* _Task item_
Repeat the lines below exactly as written, please, from the line with "filename crates/gantrykit-protocol/src/checksum.rs" to the line with "for _ in 0..8", both lines included, and no others.

* _Stored data_
·····

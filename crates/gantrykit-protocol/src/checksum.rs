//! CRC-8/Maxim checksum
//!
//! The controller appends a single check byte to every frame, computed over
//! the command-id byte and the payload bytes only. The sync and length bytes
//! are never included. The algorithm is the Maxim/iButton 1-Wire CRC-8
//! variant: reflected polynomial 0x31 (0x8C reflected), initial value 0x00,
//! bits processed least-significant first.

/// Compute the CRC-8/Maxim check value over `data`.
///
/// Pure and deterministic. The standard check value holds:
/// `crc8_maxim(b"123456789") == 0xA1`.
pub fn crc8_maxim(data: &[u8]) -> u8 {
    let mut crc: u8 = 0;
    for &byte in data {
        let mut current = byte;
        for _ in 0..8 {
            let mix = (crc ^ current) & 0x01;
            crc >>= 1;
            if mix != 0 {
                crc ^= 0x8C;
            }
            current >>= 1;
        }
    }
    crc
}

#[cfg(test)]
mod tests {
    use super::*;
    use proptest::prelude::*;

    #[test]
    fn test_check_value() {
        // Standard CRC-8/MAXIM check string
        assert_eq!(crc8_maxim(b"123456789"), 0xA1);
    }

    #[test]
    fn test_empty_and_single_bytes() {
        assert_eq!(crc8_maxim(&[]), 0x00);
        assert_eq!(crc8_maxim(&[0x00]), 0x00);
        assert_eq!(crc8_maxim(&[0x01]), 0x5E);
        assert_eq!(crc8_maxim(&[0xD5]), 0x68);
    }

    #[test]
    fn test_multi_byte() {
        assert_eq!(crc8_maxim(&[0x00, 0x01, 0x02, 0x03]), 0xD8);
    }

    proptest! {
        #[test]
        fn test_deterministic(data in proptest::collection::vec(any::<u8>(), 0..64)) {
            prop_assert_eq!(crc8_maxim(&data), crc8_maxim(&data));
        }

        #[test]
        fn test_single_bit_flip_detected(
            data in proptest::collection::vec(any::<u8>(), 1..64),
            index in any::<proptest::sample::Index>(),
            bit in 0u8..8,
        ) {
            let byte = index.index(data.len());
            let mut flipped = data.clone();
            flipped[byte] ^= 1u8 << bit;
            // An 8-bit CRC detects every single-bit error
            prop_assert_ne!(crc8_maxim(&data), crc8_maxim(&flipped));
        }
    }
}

·····

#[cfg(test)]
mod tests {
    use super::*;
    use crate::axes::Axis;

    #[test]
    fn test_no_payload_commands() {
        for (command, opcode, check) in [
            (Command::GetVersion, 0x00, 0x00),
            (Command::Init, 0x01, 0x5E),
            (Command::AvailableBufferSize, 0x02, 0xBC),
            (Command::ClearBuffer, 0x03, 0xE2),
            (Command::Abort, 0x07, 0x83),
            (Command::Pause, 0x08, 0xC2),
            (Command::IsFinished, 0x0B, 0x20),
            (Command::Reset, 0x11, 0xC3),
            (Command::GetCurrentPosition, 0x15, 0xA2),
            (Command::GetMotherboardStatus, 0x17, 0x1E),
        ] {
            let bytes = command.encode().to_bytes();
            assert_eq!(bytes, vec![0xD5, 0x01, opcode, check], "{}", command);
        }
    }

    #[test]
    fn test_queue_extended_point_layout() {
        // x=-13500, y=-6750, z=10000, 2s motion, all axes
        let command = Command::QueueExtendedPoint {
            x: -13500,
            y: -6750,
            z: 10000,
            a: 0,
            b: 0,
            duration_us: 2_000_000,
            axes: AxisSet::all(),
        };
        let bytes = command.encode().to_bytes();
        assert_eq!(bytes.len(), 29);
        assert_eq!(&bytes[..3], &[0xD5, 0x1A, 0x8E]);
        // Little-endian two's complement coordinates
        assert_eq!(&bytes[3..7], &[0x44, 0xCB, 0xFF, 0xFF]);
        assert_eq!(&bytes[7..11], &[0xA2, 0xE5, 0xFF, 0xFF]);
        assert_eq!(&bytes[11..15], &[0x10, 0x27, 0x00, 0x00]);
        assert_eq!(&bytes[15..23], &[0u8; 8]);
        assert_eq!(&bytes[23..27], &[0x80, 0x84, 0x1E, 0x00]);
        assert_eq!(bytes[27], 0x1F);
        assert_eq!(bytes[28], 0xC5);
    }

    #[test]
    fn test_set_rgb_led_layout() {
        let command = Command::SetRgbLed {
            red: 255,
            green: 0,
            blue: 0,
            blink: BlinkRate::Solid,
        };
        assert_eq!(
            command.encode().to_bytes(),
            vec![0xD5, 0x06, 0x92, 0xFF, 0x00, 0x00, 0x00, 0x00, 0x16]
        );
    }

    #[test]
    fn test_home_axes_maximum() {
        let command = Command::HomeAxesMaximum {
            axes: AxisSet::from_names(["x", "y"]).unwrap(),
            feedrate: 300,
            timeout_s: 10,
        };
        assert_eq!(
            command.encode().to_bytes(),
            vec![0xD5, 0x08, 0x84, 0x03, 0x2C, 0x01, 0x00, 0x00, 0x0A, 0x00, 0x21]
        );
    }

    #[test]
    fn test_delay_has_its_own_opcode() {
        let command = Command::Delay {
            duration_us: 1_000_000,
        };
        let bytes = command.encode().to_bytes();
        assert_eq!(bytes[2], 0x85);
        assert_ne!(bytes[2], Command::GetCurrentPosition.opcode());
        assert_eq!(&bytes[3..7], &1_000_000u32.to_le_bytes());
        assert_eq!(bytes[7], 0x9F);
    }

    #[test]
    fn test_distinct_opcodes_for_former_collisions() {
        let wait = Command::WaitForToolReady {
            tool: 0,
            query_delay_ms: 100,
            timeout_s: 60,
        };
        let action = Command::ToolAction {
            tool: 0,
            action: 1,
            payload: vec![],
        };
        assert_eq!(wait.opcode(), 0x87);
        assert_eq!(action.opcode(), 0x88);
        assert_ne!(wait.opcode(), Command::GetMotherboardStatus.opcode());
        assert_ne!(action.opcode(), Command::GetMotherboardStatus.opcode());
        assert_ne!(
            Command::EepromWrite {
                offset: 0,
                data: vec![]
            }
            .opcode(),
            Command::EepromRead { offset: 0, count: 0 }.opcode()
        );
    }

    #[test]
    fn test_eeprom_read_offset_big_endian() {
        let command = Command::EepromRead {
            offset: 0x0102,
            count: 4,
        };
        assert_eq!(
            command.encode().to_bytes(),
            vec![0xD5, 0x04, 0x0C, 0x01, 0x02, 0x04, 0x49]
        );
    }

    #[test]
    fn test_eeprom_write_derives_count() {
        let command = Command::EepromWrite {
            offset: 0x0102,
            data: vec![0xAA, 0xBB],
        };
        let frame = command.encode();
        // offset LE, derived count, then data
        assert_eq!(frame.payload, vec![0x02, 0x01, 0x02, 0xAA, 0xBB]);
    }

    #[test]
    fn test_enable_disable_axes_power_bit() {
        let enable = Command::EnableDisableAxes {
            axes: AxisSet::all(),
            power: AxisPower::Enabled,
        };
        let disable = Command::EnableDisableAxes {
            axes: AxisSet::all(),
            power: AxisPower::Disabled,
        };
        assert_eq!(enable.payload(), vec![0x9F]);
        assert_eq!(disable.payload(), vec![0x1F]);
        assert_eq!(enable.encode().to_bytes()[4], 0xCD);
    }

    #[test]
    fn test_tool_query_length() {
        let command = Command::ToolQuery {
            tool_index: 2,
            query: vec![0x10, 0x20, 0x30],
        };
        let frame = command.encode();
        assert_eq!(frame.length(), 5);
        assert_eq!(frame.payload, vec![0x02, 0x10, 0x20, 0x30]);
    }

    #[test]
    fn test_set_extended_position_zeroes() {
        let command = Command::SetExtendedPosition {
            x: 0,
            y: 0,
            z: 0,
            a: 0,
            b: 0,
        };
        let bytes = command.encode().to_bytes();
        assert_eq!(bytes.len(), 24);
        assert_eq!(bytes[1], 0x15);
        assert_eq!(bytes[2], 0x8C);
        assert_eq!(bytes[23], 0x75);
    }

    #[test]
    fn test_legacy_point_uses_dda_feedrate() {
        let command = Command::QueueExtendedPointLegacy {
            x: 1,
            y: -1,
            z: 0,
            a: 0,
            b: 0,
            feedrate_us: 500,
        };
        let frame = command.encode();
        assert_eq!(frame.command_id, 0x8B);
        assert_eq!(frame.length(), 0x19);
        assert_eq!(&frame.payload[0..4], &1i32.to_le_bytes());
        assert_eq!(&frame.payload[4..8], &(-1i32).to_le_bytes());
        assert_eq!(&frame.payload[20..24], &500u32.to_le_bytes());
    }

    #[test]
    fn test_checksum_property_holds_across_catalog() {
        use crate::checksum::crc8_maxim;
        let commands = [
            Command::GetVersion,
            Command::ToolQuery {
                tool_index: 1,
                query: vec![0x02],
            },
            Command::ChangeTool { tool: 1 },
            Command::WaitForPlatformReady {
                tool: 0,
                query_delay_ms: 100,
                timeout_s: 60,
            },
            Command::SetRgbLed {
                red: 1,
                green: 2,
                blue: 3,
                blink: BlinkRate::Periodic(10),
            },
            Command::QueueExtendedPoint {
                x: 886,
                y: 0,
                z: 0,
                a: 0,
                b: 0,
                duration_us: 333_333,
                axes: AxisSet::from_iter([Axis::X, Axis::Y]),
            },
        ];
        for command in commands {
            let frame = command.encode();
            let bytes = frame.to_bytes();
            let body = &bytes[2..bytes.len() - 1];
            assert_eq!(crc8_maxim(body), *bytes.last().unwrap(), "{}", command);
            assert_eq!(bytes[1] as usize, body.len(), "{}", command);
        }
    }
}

·····

* _Task output_
filename crates/gantrykit-protocol/src/checksum.rs
//! CRC-8/Maxim checksum
//!
//! The controller appends a single check byte to every frame, computed over
//! the command-id byte and the payload bytes only. The sync and length bytes
//! are never included. The algorithm is the Maxim/iButton 1-Wire CRC-8
//! variant: reflected polynomial 0x31 (0x8C reflected), initial value 0x00,
//! bits processed least-significant first.

/// Compute the CRC-8/Maxim check value over `data`.
///
/// Pure and deterministic. The standard check value holds:
/// `crc8_maxim(b"123456789") == 0xA1`.
pub fn crc8_maxim(data: &[u8]) -> u8 {
    let mut crc: u8 = 0;
    for &byte in data {
        let mut current = byte;
        for _ in 0..8 {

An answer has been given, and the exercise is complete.